Because you claimed "yet the police are constantly in fear for their lives" as if it was irrational for them to be in fear even though their risk per encounter was lower.
But that is the point: their fear in any given encounter is more irrational than our fear.
They want us to be calm and yet the likelihood of us getting hurt is higher than the likelihood of them getting hurt. I think you were right to focus on a per encounter basis, because that is how we look at these things.
Furthermore, a policeman's risk in any individual encounter can be orders of magnitude higher, depending on the circumstances, and he would know it. If a suspect is acting erratically (as if on drugs), or has a serious arrest warrant outstanding, or if the encounter is in a high crime neighborhood, the policeman could have legitimate fear in just one encounter.
Right, but that fear is being applied to all encounters. Are police even very good at judging when the risk is high? There are plenty of studies showing that they aren't good at judging who has drugs on them, so why should we assume they know when the risk is high?
It is an unbalanced relationship from the start because of who you are, which, presumably, is a law-abiding citizen. If you were a psychopath, or a violent criminal on the lam, the risk would be far greater for the policeman than for you.
That assumes that all police are the same, but that all civilians are different. You can see the problem with that, yes?
How do I know the cop isn't a psychopath who remembers what a dick I was to him in high school? Yeah, I was a dick to a lot of people, the odds are higher than you might imagine.
Perhaps 99 times out of 100, the policeman has nothing to fear from the person he stopped. But 1 time out of 100, he is at serious risk.

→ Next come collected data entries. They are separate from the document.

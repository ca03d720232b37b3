//! # mdjson CLI
//!
//! Command-line interface for the mdjson Markdown to JSON converter.

mod agent;
mod commands;

use clap::{Parser, Subcommand};
use std::path::PathBuf;

#[derive(Parser)]
#[command(name = "mdjson")]
#[command(author, version, about, long_about = None)]
struct Cli {
    /// Path to a YAML or JSON conversion options file
    #[arg(long, env = "MDJSON_CONFIG")]
    config: Option<PathBuf>,

    /// Enable verbose logging
    #[arg(short, long)]
    verbose: bool,

    #[command(subcommand)]
    command: Commands,
}

#[derive(Subcommand)]
enum Commands {
    /// Convert a Markdown document to the JSON content model
    Convert {
        /// Markdown file to read (defaults to stdin)
        input: Option<PathBuf>,

        /// Base URI replacing the IIIF storage prefix of images
        #[arg(long)]
        iiif: Option<String>,

        /// Node kinds whose payload is base64 encoded (comma separated: table,code)
        #[arg(long, value_delimiter = ',')]
        encode: Vec<String>,

        /// Substitution applied to converted text, as PATTERN=>REPLACEMENT (repeatable)
        #[arg(long = "regex")]
        regexes: Vec<String>,

        /// Pretty-print JSON
        #[arg(long)]
        pretty: bool,

        /// Wrap the output in a versioned envelope
        #[arg(long)]
        envelope: bool,
    },
}

fn main() -> anyhow::Result<()> {
    let cli = Cli::parse();

    // Logs go to stderr so stdout only ever carries JSON
    let subscriber = tracing_subscriber::fmt()
        .with_writer(std::io::stderr)
        .with_env_filter(
            tracing_subscriber::EnvFilter::from_default_env().add_directive(if cli.verbose {
                tracing::Level::DEBUG.into()
            } else {
                tracing::Level::INFO.into()
            }),
        )
        .finish();
    tracing::subscriber::set_global_default(subscriber)?;

    match cli.command {
        Commands::Convert {
            input,
            iiif,
            encode,
            regexes,
            pretty,
            envelope,
        } => {
            let opts = commands::ConvertArgs {
                input,
                iiif,
                encode,
                regexes,
                pretty,
                envelope,
            };
            commands::convert_document(cli.config.as_deref(), opts)
        }
    }
}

I'd say your number are way off. by at least an order of magnitude, if not more.
The problem is that he doesn't have a good way of differentiating the two situations.
Agreed, so really he should be treating everyone as a citizen who deserves their respect until there is a reason not to.

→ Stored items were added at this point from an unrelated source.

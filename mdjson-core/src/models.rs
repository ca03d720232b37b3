//! Content model emitted by the converter.
//!
//! Every node serializes as a JSON object tagged by `"type"`. Optional
//! fields are omitted rather than emitted as `null`.

use serde::ser::SerializeSeq;
use serde::{Serialize, Serializer};

/// Converted document node
#[derive(Debug, Clone, PartialEq, Serialize)]
#[serde(tag = "type", rename_all = "lowercase")]
pub enum Node {
    Section(Section),
    Table(Table),
    Image(Image),
    Button(Button),
    #[serde(rename = "youtube")]
    YouTube(YouTube),
    Paragraph(Paragraph),
    List(List),
    Quote(Quote),
    Code(Code),
}

impl Node {
    pub fn type_name(&self) -> &'static str {
        match self {
            Node::Section(_) => "section",
            Node::Table(_) => "table",
            Node::Image(_) => "image",
            Node::Button(_) => "button",
            Node::YouTube(_) => "youtube",
            Node::Paragraph(_) => "paragraph",
            Node::List(_) => "list",
            Node::Quote(_) => "quote",
            Node::Code(_) => "code",
        }
    }

    pub fn paragraph(text: impl Into<String>) -> Self {
        Node::Paragraph(Paragraph { text: text.into() })
    }

    /// Depth of a section that has not been folded yet
    pub fn section_depth(&self) -> Option<SectionDepth> {
        match self {
            Node::Section(section) => section.depth,
            _ => None,
        }
    }
}

/// Output heading depth. Only two levels exist.
#[derive(Debug, Clone, Copy, PartialEq, Eq, PartialOrd, Ord)]
pub enum SectionDepth {
    Top = 1,
    Sub = 2,
}

impl SectionDepth {
    pub fn as_u8(self) -> u8 {
        self as u8
    }
}

#[derive(Debug, Clone, PartialEq, Serialize)]
pub struct Section {
    pub title: String,

    /// Used while building the hierarchy, never serialized
    #[serde(skip)]
    pub depth: Option<SectionDepth>,

    #[serde(skip_serializing_if = "Vec::is_empty")]
    pub content: Vec<Node>,
}

impl Section {
    pub fn new(title: impl Into<String>, depth: SectionDepth) -> Self {
        Self {
            title: title.into(),
            depth: Some(depth),
            content: Vec::new(),
        }
    }
}

#[derive(Debug, Clone, PartialEq, Serialize)]
pub struct Table {
    pub tables: Vec<String>,
}

#[derive(Debug, Clone, PartialEq, Serialize)]
pub struct Image {
    pub image: ImageAsset,

    #[serde(skip_serializing_if = "Option::is_none")]
    pub title: Option<String>,

    #[serde(skip_serializing_if = "is_false")]
    pub inline: bool,
}

#[derive(Debug, Clone, PartialEq, Serialize)]
#[serde(rename_all = "camelCase")]
pub struct ImageAsset {
    pub uri: String,
    pub alt: String,
    pub source: ImageSource,
    pub size: ImageSize,
    pub focal_point: FocalPoint,
}

#[derive(Debug, Clone, PartialEq, Serialize)]
#[serde(rename_all = "camelCase")]
pub struct ImageSource {
    #[serde(skip_serializing_if = "Option::is_none")]
    pub media_type: Option<String>,
    pub uri: String,
    pub filename: String,
}

#[derive(Debug, Clone, Copy, PartialEq, Eq, Serialize)]
pub struct ImageSize {
    pub width: u32,
    pub height: u32,
}

#[derive(Debug, Clone, Copy, PartialEq, Eq, Serialize)]
pub struct FocalPoint {
    pub x: u8,
    pub y: u8,
}

impl Default for FocalPoint {
    fn default() -> Self {
        Self { x: 50, y: 50 }
    }
}

#[derive(Debug, Clone, PartialEq, Serialize)]
pub struct Button {
    pub text: String,
    pub uri: String,
}

#[derive(Debug, Clone, PartialEq, Serialize)]
pub struct YouTube {
    pub id: String,
    pub width: u32,
    pub height: u32,
}

impl YouTube {
    // Dimensions are not captured when the embed is authored.
    pub fn new(id: impl Into<String>) -> Self {
        Self {
            id: id.into(),
            width: 16,
            height: 9,
        }
    }
}

#[derive(Debug, Clone, PartialEq, Serialize)]
pub struct Paragraph {
    pub text: String,
}

#[derive(Debug, Clone, Copy, PartialEq, Eq, Serialize)]
#[serde(rename_all = "lowercase")]
pub enum ListPrefix {
    Number,
    Bullet,
}

#[derive(Debug, Clone, PartialEq, Serialize)]
pub struct List {
    pub prefix: ListPrefix,
    pub items: Vec<ListItem>,
}

/// A list entry: rendered markup, or a nested list.
///
/// A nested list serializes as a one element array holding the list node,
/// so consumers can tell a sub-list slot from a text slot.
#[derive(Debug, Clone, PartialEq)]
pub enum ListItem {
    Text(String),
    Nested(Box<List>),
}

impl Serialize for ListItem {
    fn serialize<S: Serializer>(&self, serializer: S) -> Result<S::Ok, S::Error> {
        #[derive(Serialize)]
        #[serde(tag = "type", rename_all = "lowercase")]
        enum Tagged<'a> {
            List(&'a List),
        }

        match self {
            ListItem::Text(text) => serializer.serialize_str(text),
            ListItem::Nested(list) => {
                let mut seq = serializer.serialize_seq(Some(1))?;
                seq.serialize_element(&Tagged::List(list))?;
                seq.end()
            }
        }
    }
}

#[derive(Debug, Clone, PartialEq, Serialize)]
pub struct Quote {
    pub text: Vec<Node>,
}

impl Quote {
    /// A quote always holds exactly one paragraph
    pub fn new(text: impl Into<String>) -> Self {
        Self {
            text: vec![Node::paragraph(text)],
        }
    }
}

#[derive(Debug, Clone, PartialEq, Serialize)]
pub struct Code {
    pub code: String,
}

fn is_false(value: &bool) -> bool {
    !*value
}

There are several acceptable metrics he could try to use: gender (women are far less dangerous than men), age (older people are far less dangerous than people aged 15 to 30), evidence of wealth (wealthy people are less dangerous than poor, in part because they have something to lose), sketchiness of neighborhood (stops in high crime areas are far more dangerous than stops in low crime areas), facial expressions and body language (humans have evolved a rather accurate ability to perceive threat from such visual information), and verbal expression (humans have likewise evolved the ability to perceive thread from auditory information). What police are not supposed to use as a metric (although they probably do subconsciously) is race or ethnicity. I suspect that the other acceptable metrics would easily dominate the unacceptable one if there was a conflict. Unfortunately, some of those acceptable metrics are correlated with race or ethnicity, so the importance of the unacceptable factor is probably overestimated in the statistics.

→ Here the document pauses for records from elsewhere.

//! Conversion options and their compiled form.

use indexmap::IndexMap;
use regex::Regex;
use serde::{Deserialize, Serialize};
use std::collections::BTreeSet;
use std::path::Path;
use thiserror::Error;

/// Image service base used when no `iiif` option is supplied.
pub const DEFAULT_IIIF: &str = "https://iiif.elifesciences.org/journal-cms:";

#[derive(Error, Debug)]
pub enum ConfigError {
    #[error("Failed to read config file: {0}")]
    ReadError(#[from] std::io::Error),

    #[error("Failed to parse YAML: {0}")]
    ParseError(#[from] serde_yaml::Error),

    #[error("Failed to parse JSON: {0}")]
    JsonError(#[from] serde_json::Error),

    #[error("Invalid substitution pattern `{pattern}`: {source}")]
    InvalidPattern {
        pattern: String,
        #[source]
        source: regex::Error,
    },
}

/// Node kinds whose payload may arrive base64 encoded.
#[derive(Debug, Clone, Copy, PartialEq, Eq, PartialOrd, Ord, Hash, Serialize, Deserialize)]
#[serde(rename_all = "lowercase")]
pub enum EncodeKind {
    Table,
    Code,
}

impl EncodeKind {
    pub fn from_str(s: &str) -> Option<Self> {
        match s.trim().to_lowercase().as_str() {
            "table" => Some(EncodeKind::Table),
            "code" => Some(EncodeKind::Code),
            _ => None,
        }
    }

    pub fn as_str(&self) -> &'static str {
        match self {
            EncodeKind::Table => "table",
            EncodeKind::Code => "code",
        }
    }
}

/// Raw conversion options, as read from a config file or built by a caller.
#[derive(Debug, Clone, Default, PartialEq, Serialize, Deserialize)]
pub struct ConvertOptions {
    /// Base URI substituted for the `public://iiif/` storage prefix
    #[serde(default)]
    pub iiif: Option<String>,

    /// Node kinds whose inner payload is base64 encoded
    #[serde(default)]
    pub encode: Vec<EncodeKind>,

    /// Ordered pattern to replacement substitutions
    #[serde(default)]
    pub regexes: IndexMap<String, String>,
}

impl ConvertOptions {
    /// Load options from a YAML file, or JSON when the extension is `.json`
    pub fn from_file<P: AsRef<Path>>(path: P) -> Result<Self, ConfigError> {
        let path = path.as_ref();
        let contents = std::fs::read_to_string(path)?;

        let is_json = path
            .extension()
            .and_then(|ext| ext.to_str())
            .is_some_and(|ext| ext.eq_ignore_ascii_case("json"));

        let options = if is_json {
            serde_json::from_str(&contents)?
        } else if contents.trim().is_empty() {
            ConvertOptions::default()
        } else {
            serde_yaml::from_str(&contents)?
        };

        Ok(options)
    }
}

/// A compiled `pattern -> replacement` pair.
#[derive(Debug, Clone)]
pub struct Substitution {
    pattern: Regex,
    replacement: String,
}

impl Substitution {
    pub fn new(pattern: &str, replacement: impl Into<String>) -> Result<Self, ConfigError> {
        let compiled = Regex::new(pattern).map_err(|source| ConfigError::InvalidPattern {
            pattern: pattern.to_string(),
            source,
        })?;

        Ok(Self {
            pattern: compiled,
            replacement: replacement.into(),
        })
    }

    pub fn apply(&self, input: &str) -> String {
        self.pattern
            .replace_all(input, self.replacement.as_str())
            .into_owned()
    }

    pub fn pattern(&self) -> &str {
        self.pattern.as_str()
    }
}

/// Per-call conversion context: the validated form of [`ConvertOptions`].
#[derive(Debug, Clone)]
pub struct ConvertContext {
    iiif: String,
    encode: BTreeSet<EncodeKind>,
    regexes: Vec<Substitution>,
}

impl Default for ConvertContext {
    fn default() -> Self {
        Self {
            iiif: DEFAULT_IIIF.to_string(),
            encode: BTreeSet::new(),
            regexes: Vec::new(),
        }
    }
}

impl ConvertContext {
    pub fn new() -> Self {
        Self::default()
    }

    pub fn with_iiif(mut self, iiif: impl Into<String>) -> Self {
        self.iiif = iiif.into();
        self
    }

    pub fn with_encode(mut self, kind: EncodeKind) -> Self {
        self.encode.insert(kind);
        self
    }

    /// Append a substitution; it runs after every substitution added before it.
    pub fn with_regex(
        mut self,
        pattern: &str,
        replacement: impl Into<String>,
    ) -> Result<Self, ConfigError> {
        self.regexes.push(Substitution::new(pattern, replacement)?);
        Ok(self)
    }

    pub fn iiif(&self) -> &str {
        &self.iiif
    }

    pub fn encodes(&self, kind: EncodeKind) -> bool {
        self.encode.contains(&kind)
    }

    pub fn regexes(&self) -> &[Substitution] {
        &self.regexes
    }
}

impl TryFrom<ConvertOptions> for ConvertContext {
    type Error = ConfigError;

    fn try_from(options: ConvertOptions) -> Result<Self, Self::Error> {
        let mut context = ConvertContext::default();
        if let Some(iiif) = options.iiif {
            context.iiif = iiif;
        }
        context.encode.extend(options.encode);
        for (pattern, replacement) in options.regexes {
            context.regexes.push(Substitution::new(&pattern, replacement)?);
        }
        Ok(context)
    }
}

#[cfg(test)]
mod tests {
    use super::*;
    use std::io::Write;
    use tempfile::NamedTempFile;

    #[test]
    fn test_default_values() {
        let context = ConvertContext::default();

        assert_eq!(context.iiif(), DEFAULT_IIIF);
        assert!(!context.encodes(EncodeKind::Table));
        assert!(!context.encodes(EncodeKind::Code));
        assert!(context.regexes().is_empty());
    }

    #[test]
    fn test_yaml_options_keep_regex_order() {
        let yaml = r#"
iiif: "https://images.example.org/prefix:"
encode: [table]
regexes:
  "b": "c"
  "a": "b"
"#;
        let options: ConvertOptions = serde_yaml::from_str(yaml).unwrap();
        let context = ConvertContext::try_from(options).unwrap();

        assert_eq!(context.iiif(), "https://images.example.org/prefix:");
        assert!(context.encodes(EncodeKind::Table));
        assert!(!context.encodes(EncodeKind::Code));
        let patterns: Vec<&str> = context.regexes().iter().map(|s| s.pattern()).collect();
        assert_eq!(patterns, vec!["b", "a"]);
    }

    #[test]
    fn test_unknown_encode_kind_is_rejected() {
        let yaml = "encode: [image]";
        assert!(serde_yaml::from_str::<ConvertOptions>(yaml).is_err());
    }

    #[test]
    fn test_invalid_pattern_is_reported() {
        let err = ConvertContext::new().with_regex("(unclosed", "x").unwrap_err();
        assert!(matches!(err, ConfigError::InvalidPattern { ref pattern, .. } if pattern == "(unclosed"));
    }

    #[test]
    fn test_from_file_json_and_yaml() {
        let mut json = NamedTempFile::with_suffix(".json").unwrap();
        write!(json, r#"{{"encode": ["code"], "regexes": {{"x": "y"}}}}"#).unwrap();
        let options = ConvertOptions::from_file(json.path()).unwrap();
        assert_eq!(options.encode, vec![EncodeKind::Code]);
        assert_eq!(options.regexes.get("x").map(String::as_str), Some("y"));

        let mut yaml = NamedTempFile::with_suffix(".yml").unwrap();
        writeln!(yaml, "iiif: \"https://example.org/\"").unwrap();
        let options = ConvertOptions::from_file(yaml.path()).unwrap();
        assert_eq!(options.iiif.as_deref(), Some("https://example.org/"));
        assert!(options.encode.is_empty());
    }

    #[test]
    fn test_encode_kind_from_str() {
        assert_eq!(EncodeKind::from_str("Table"), Some(EncodeKind::Table));
        assert_eq!(EncodeKind::from_str(" code "), Some(EncodeKind::Code));
        assert_eq!(EncodeKind::from_str("image"), None);
        assert_eq!(EncodeKind::Code.as_str(), "code");
    }
}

Focusing on when to be afraid misses the point that even when all those metrics point towards bad the cop is very unlikely to be harmed. Even if it is a poor young man in a bad neighborhood with shifty eyes and shuffling feet and a threatening or disrespectful tone the likelihood that the cop will be injured is still less than 1 in 100.
Why? Because a lot of those factors are correlated to being afraid of cops. With good reason.
He only has more control over the encounter actually if the civilian chooses to be compliant.
Nope. He has control over whether he even seeks compliance. A stop and frisk requires compliance, while a "hey, you need hand with that?" does not.
Demanding compliance from every encounter is the start of the problem, not a solution to the problem.
If the civilian has decided not to be compliant for whatever reasons, then in fact the cop has less control because he is constrained by protocol.
I don't think cops are showing that they feel all that constrained by protocol, what with them doing things on tape that are out of protocol. But yes, let's blame protocol for them not following protocol.
Which is another way of saying that the cop has less control over the encounter precisely when it matters.
No, they are in complete control when it matters: at the beginning.
The cop sets the tone for any encounter, and they know this. If they want a pleasant encounter they have the choice to start that way. If they want a confrontation they can start that way.